I am estimating age from face images where the number of classes is 101(0…100). I made 3 subgroup where group1(0-15),group2(16-64) and group3(65+). The training & validation accuracy of group1 & 3 is 90% & 75% respectively, but group2 validation performance is about (30%) whereas training accuracy is 90%. Noted that, group2 has almost 40k training images and is almost balanced. I have tried with different pretrained model(resnet, squeezenet, inception resnet v1), scratch models(resnet,vgg16, ), attention models (Squeeze and Excitation, Block Attention module ), but none of them work fine. I have changed the hyper parameters like (weight decay, learning rate scheduler). Can anyone suggest to me which models can work or how I can solve this problem?

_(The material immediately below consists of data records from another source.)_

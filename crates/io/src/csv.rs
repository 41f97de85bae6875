// Records CSV import

use std::path::Path;

use log::{debug, info};
use serde::{Deserialize, Serialize};

use liftboard_records::normalize::columns;
use liftboard_records::{normalize, RawRow, Record};

use crate::error::IoError;

/// How source bytes are decoded to text.
#[derive(Debug, Clone, Copy, PartialEq, Eq, Default, Serialize, Deserialize)]
#[serde(rename_all = "kebab-case")]
pub enum TextEncoding {
    /// UTF-8, falling back to Windows-1252 (Excel exports) on invalid bytes.
    #[default]
    Auto,
    /// Strict UTF-8; invalid bytes are a fatal error.
    #[serde(rename = "utf-8")]
    Utf8,
    #[serde(rename = "windows-1252")]
    Windows1252,
}

/// Read, decode, parse and normalize a records file.
pub fn load_records(path: &Path, encoding: TextEncoding) -> Result<Vec<Record>, IoError> {
    let content = read_file_as_text(path, encoding)?;
    let rows = read_raw_rows(&content)?;
    let records = normalize(&rows);
    info!(
        "loaded {} records from {} ({} rows)",
        records.len(),
        path.display(),
        rows.len()
    );
    Ok(records)
}

/// Read a file and decode it to text.
pub fn read_file_as_text(path: &Path, encoding: TextEncoding) -> Result<String, IoError> {
    let bytes = std::fs::read(path).map_err(|e| IoError::Read {
        path: path.display().to_string(),
        message: e.to_string(),
    })?;

    let text = match encoding {
        TextEncoding::Windows1252 => {
            let (decoded, _, _) = encoding_rs::WINDOWS_1252.decode(&bytes);
            decoded.into_owned()
        }
        TextEncoding::Utf8 => String::from_utf8(bytes).map_err(|_| IoError::Decode {
            path: path.display().to_string(),
            encoding: "UTF-8",
        })?,
        // Try UTF-8 first; on failure, recover the buffer from the error
        TextEncoding::Auto => match String::from_utf8(bytes) {
            Ok(s) => s,
            Err(e) => {
                debug!("{} is not UTF-8, decoding as Windows-1252", path.display());
                let bytes = e.into_bytes();
                let (decoded, _, _) = encoding_rs::WINDOWS_1252.decode(&bytes);
                decoded.into_owned()
            }
        },
    };

    Ok(match text.strip_prefix('\u{feff}') {
        Some(stripped) => stripped.to_string(),
        None => text,
    })
}

/// Delimiters tried on the header line. Comma is last so it wins ties.
const DELIMITERS: [u8; 4] = [b'|', b'\t', b';', b','];

/// Pick the delimiter that splits the header line into the most required
/// columns, then into the most fields. Comma when nothing splits.
pub fn sniff_delimiter(content: &str) -> u8 {
    let header = content.lines().next().unwrap_or("");
    DELIMITERS
        .into_iter()
        .max_by_key(|&delimiter| header_score(header, delimiter))
        .unwrap_or(b',')
}

/// (required columns found, field count) for `header` split on `delimiter`.
fn header_score(header: &str, delimiter: u8) -> (usize, usize) {
    let fields: Vec<String> = csv::ReaderBuilder::new()
        .delimiter(delimiter)
        .has_headers(false)
        .from_reader(header.as_bytes())
        .records()
        .next()
        .and_then(Result::ok)
        .map(|r| r.iter().map(|f| f.trim().to_string()).collect())
        .unwrap_or_default();
    let required = columns::REQUIRED
        .iter()
        .filter(|c| fields.iter().any(|f| f == *c))
        .count();
    (required, fields.len())
}

/// Parse CSV text into header-keyed raw rows.
///
/// Header names are trimmed. Short rows leave their missing cells absent;
/// rows the CSV reader rejects are skipped.
pub fn read_raw_rows(content: &str) -> Result<Vec<RawRow>, IoError> {
    let mut reader = csv::ReaderBuilder::new()
        .delimiter(sniff_delimiter(content))
        .has_headers(true)
        .flexible(true)
        .from_reader(content.as_bytes());

    let headers: Vec<String> = reader
        .headers()
        .map_err(|e| IoError::Csv(e.to_string()))?
        .iter()
        .map(|h| h.trim().to_string())
        .collect();

    for required in columns::REQUIRED {
        if !headers.iter().any(|h| h == required) {
            return Err(IoError::MissingColumn {
                column: required.to_string(),
                available: headers.iter().filter(|h| !h.is_empty()).cloned().collect(),
            });
        }
    }

    let mut rows = Vec::new();
    let mut skipped = 0usize;

    for result in reader.records() {
        let record = match result {
            Ok(r) => r,
            Err(e) => {
                debug!("skipping unreadable CSV row: {e}");
                skipped += 1;
                continue;
            }
        };

        let mut row = RawRow::with_capacity(headers.len());
        for (header, value) in headers.iter().zip(record.iter()) {
            if header.is_empty() {
                continue;
            }
            // First column wins when a header repeats
            row.entry(header.clone()).or_insert_with(|| value.to_string());
        }
        rows.push(row);
    }

    if skipped > 0 {
        debug!("skipped {skipped} unreadable CSV rows");
    }
    Ok(rows)
}

#[cfg(test)]
mod tests {
    use super::*;
    use std::io::Write;

    const SAMPLE: &str = "\
Full Name ,Weight, Class ,Division,Lift,Record Type,Record Name,Sex,Equipment,Date,Location
June Smith,102.5,90,JuniorDT,B,Single Lift,British Record,F,Raw,2024-03-02,Leeds
,100,90,Open,S,Full Power,,M,Raw,2024-03-02,Leeds
";

    #[test]
    fn headers_are_trimmed() {
        let rows = read_raw_rows(SAMPLE).unwrap();
        assert_eq!(rows.len(), 2);
        assert_eq!(rows[0]["Full Name"], "June Smith");
        assert_eq!(rows[0]["Class"], "90");
    }

    #[test]
    fn ragged_rows_are_kept() {
        let csv = "Full Name,Weight,Class,Division\nA,100,90\nB,110,90,Open,extra\n";
        let rows = read_raw_rows(csv).unwrap();
        assert_eq!(rows.len(), 2);
        assert!(!rows[0].contains_key("Division"));
        assert_eq!(rows[1]["Division"], "Open");
    }

    #[test]
    fn missing_required_column_is_fatal() {
        let csv = "Name,Weight,Class\nA,100,90\n";
        let err = read_raw_rows(csv).unwrap_err();
        assert!(matches!(err, IoError::MissingColumn { ref column, .. } if column == "Full Name"));
        assert!(err.to_string().contains("found: Name, Weight, Class"));
    }

    #[test]
    fn semicolon_delimiter_is_sniffed() {
        let csv = "Full Name;Weight;Class\nA;100;90\nB;110;100\n";
        assert_eq!(sniff_delimiter(csv), b';');
        let rows = read_raw_rows(csv).unwrap();
        assert_eq!(rows[1]["Weight"], "110");
    }

    #[test]
    fn delimiter_follows_required_header() {
        // Commas inside names would win a field count; the header decides
        let csv = "Full Name\tWeight\tClass\nSmith, June, Jr\t100\t90\n";
        assert_eq!(sniff_delimiter(csv), b'\t');
        assert_eq!(sniff_delimiter("Full Name|Weight|Class|Note, extra\n"), b'|');
        // Quoted commas in the header do not split it
        assert_eq!(sniff_delimiter("\"Full Name, as entered\";Weight;Class\n"), b';');
    }

    #[test]
    fn comma_is_default_delimiter() {
        assert_eq!(sniff_delimiter(""), b',');
        assert_eq!(sniff_delimiter("single column\nvalue\n"), b',');
    }

    #[test]
    fn bom_is_stripped() {
        let mut file = tempfile::NamedTempFile::new().unwrap();
        file.write_all("\u{feff}Full Name,Weight,Class\nA,100,90\n".as_bytes()).unwrap();
        let text = read_file_as_text(file.path(), TextEncoding::Auto).unwrap();
        assert!(text.starts_with("Full Name"));
    }

    #[test]
    fn windows_1252_fallback() {
        let mut file = tempfile::NamedTempFile::new().unwrap();
        // "Zoë" in Windows-1252
        file.write_all(b"Full Name,Weight,Class\nZo\xEB,100,90\n").unwrap();

        let text = read_file_as_text(file.path(), TextEncoding::Auto).unwrap();
        assert!(text.contains("Zoë"));

        let err = read_file_as_text(file.path(), TextEncoding::Utf8).unwrap_err();
        assert!(matches!(err, IoError::Decode { .. }));
    }

    #[test]
    fn missing_file_is_read_error() {
        let err = load_records(Path::new("/no/such/records.csv"), TextEncoding::Auto).unwrap_err();
        assert!(matches!(err, IoError::Read { .. }));
    }

    #[test]
    fn load_normalizes() {
        let mut file = tempfile::NamedTempFile::new().unwrap();
        file.write_all(SAMPLE.as_bytes()).unwrap();
        let records = load_records(file.path(), TextEncoding::Auto).unwrap();
        assert_eq!(records.len(), 1);
        assert_eq!(records[0].full_name, "June Smith");
        assert_eq!(records[0].lift, "Bench");
        assert_eq!(records[0].event_location, "Leeds");
    }
}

FYI: Group2 belongs 49 classes. I am estimating the real age through classification.
Hi Mahbubul!
If you are working on this as a semi-realistic problem (in contrast to
a pure learning exercise), I would strongly suggest that you treat this
as regression problem rather than a classification problem.
You would have your final layer be a Linear with out_features = 1,
and the output value would be the predicted age. Your target
(ground-truth annotation) would be the actual age. Then use something
like MSELoss as your loss criterion.
If the true age is 50 then classifying the image as class 49 or 51
is no better or worse than classifying it as 0 or 100. So in training
you would be throwing away the (very useful) information that your
prediction was almost exactly right (even though not spot on).
On the other hand, using a regression-type loss (such as MSELoss)
would heavily penalize a prediction of 0, but only modestly disfavor a
prediction of 49 in comparison with the correct result of 50 (and this
is logically what you want).
Best.
K. Frank
Thank you very much for your comprehensive reply.
Actually, after the classification, I calculate the expected value(age) and don’t think about only top1 prediction.
expected age = sum(predicted probability * corresponding label)
I will try according to your suggestion. Thank you.
Overfitting is much more general than what you describe. What you describe is specifically the case for some neural networks that keep fitting better and better on your training data even though later on it might only be noise that it is fitting to. In general, overfitting means that your model is learning not just signal but also noise which hurts generalization.